### WORK INSTRUCTION
The lines from the start of the data up to and including the one with "active are never" should be returned exactly, and nothing else.

=== SUPPLIED MATERIAL ===

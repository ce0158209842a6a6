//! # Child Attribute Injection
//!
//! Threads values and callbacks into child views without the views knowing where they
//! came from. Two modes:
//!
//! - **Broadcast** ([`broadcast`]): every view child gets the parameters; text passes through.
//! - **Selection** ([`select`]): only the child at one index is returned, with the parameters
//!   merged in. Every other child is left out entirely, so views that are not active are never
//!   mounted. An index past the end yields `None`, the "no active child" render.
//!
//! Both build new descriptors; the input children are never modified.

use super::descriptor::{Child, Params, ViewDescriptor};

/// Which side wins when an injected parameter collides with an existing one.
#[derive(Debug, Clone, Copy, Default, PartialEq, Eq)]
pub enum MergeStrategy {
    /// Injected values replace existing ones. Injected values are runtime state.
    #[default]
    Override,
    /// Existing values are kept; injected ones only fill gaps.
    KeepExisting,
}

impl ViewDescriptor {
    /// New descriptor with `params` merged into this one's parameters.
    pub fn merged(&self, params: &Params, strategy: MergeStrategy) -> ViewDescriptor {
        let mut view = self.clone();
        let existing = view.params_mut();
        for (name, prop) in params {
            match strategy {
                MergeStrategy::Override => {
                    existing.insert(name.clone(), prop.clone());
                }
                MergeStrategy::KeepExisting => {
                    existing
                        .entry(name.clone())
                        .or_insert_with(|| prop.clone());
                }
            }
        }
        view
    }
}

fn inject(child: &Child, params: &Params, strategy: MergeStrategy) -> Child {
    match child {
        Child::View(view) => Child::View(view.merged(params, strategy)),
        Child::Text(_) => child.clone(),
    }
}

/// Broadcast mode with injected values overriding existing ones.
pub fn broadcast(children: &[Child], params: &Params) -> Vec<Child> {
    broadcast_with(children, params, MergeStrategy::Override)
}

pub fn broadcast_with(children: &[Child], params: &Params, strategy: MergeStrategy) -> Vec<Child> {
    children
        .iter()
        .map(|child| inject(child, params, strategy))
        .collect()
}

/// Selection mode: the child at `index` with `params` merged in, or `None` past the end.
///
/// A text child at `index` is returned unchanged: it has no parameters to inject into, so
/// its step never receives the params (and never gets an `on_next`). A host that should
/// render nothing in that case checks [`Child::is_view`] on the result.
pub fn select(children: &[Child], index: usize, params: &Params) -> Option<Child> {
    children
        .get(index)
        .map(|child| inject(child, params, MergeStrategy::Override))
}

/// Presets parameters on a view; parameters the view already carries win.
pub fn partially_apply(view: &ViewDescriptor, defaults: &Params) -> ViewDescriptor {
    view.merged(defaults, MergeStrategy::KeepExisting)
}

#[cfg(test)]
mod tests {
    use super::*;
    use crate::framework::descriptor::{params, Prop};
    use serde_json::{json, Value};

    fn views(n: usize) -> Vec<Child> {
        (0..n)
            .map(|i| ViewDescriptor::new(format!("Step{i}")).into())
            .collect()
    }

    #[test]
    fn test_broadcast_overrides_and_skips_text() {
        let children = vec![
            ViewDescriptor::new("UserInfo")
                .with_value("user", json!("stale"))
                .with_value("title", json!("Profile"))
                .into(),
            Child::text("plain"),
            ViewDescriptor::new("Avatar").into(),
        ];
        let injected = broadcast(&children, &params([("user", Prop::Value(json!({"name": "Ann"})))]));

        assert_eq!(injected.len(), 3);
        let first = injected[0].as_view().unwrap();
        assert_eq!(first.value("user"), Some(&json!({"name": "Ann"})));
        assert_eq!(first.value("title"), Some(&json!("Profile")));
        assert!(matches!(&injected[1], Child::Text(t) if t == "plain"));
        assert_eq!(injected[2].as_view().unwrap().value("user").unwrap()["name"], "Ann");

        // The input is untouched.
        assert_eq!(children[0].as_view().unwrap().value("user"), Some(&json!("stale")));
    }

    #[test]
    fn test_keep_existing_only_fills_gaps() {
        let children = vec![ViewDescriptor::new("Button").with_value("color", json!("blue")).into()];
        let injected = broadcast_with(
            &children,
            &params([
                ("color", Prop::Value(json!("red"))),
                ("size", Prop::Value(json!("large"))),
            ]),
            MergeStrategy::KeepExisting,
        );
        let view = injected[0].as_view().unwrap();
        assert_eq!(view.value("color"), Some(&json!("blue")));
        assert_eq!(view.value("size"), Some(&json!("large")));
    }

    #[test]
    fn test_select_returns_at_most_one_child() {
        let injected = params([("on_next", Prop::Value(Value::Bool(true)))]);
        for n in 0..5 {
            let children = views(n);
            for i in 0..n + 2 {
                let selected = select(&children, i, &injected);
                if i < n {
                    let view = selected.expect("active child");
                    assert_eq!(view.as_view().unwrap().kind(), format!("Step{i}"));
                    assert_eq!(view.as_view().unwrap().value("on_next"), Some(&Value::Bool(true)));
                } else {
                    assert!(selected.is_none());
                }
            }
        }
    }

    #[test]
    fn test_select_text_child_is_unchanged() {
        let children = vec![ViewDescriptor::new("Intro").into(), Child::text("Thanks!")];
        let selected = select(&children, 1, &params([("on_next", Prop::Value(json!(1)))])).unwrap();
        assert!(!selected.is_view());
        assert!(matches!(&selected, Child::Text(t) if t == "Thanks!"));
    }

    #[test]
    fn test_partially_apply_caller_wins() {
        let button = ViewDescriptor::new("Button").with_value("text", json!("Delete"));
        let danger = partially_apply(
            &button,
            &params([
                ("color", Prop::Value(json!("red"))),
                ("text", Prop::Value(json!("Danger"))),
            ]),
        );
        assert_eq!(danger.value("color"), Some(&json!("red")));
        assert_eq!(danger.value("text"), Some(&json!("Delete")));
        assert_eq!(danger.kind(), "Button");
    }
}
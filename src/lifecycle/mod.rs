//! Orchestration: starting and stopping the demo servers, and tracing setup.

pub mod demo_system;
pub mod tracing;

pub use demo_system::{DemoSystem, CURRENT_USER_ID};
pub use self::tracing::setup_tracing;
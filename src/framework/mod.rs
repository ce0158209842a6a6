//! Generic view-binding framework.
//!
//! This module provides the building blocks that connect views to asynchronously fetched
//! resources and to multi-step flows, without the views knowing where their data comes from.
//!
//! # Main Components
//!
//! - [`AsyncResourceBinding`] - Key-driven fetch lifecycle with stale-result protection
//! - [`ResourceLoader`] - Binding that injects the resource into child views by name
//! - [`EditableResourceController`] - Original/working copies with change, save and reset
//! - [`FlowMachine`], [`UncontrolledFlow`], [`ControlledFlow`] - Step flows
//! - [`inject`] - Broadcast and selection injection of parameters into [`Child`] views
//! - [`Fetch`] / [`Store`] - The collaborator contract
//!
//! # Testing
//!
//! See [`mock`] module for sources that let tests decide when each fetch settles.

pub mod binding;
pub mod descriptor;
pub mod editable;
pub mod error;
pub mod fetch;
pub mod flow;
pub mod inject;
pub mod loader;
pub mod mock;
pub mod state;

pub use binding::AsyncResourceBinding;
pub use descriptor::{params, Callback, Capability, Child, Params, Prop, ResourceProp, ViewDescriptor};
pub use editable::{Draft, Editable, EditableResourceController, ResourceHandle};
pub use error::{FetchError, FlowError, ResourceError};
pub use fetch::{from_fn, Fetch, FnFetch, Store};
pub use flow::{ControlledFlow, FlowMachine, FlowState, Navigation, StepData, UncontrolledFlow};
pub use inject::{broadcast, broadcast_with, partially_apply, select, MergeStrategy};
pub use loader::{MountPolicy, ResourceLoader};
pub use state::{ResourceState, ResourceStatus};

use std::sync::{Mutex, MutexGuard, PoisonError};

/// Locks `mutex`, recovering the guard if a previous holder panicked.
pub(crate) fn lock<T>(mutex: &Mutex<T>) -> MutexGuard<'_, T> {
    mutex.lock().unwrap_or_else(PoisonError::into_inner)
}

===

### RESPONSE
repository ce0158209842a6a6
//! # Child Attribute Injection
//!
//! Threads values and callbacks into child views without the views knowing where they
//! came from. Two modes:
//!
//! - **Broadcast** ([`broadcast`]): every view child gets the parameters; text passes through.
//! - **Selection** ([`select`]): only the child at one index is returned, with the parameters
//!   merged in. Every other child is left out entirely, so views that are not active are never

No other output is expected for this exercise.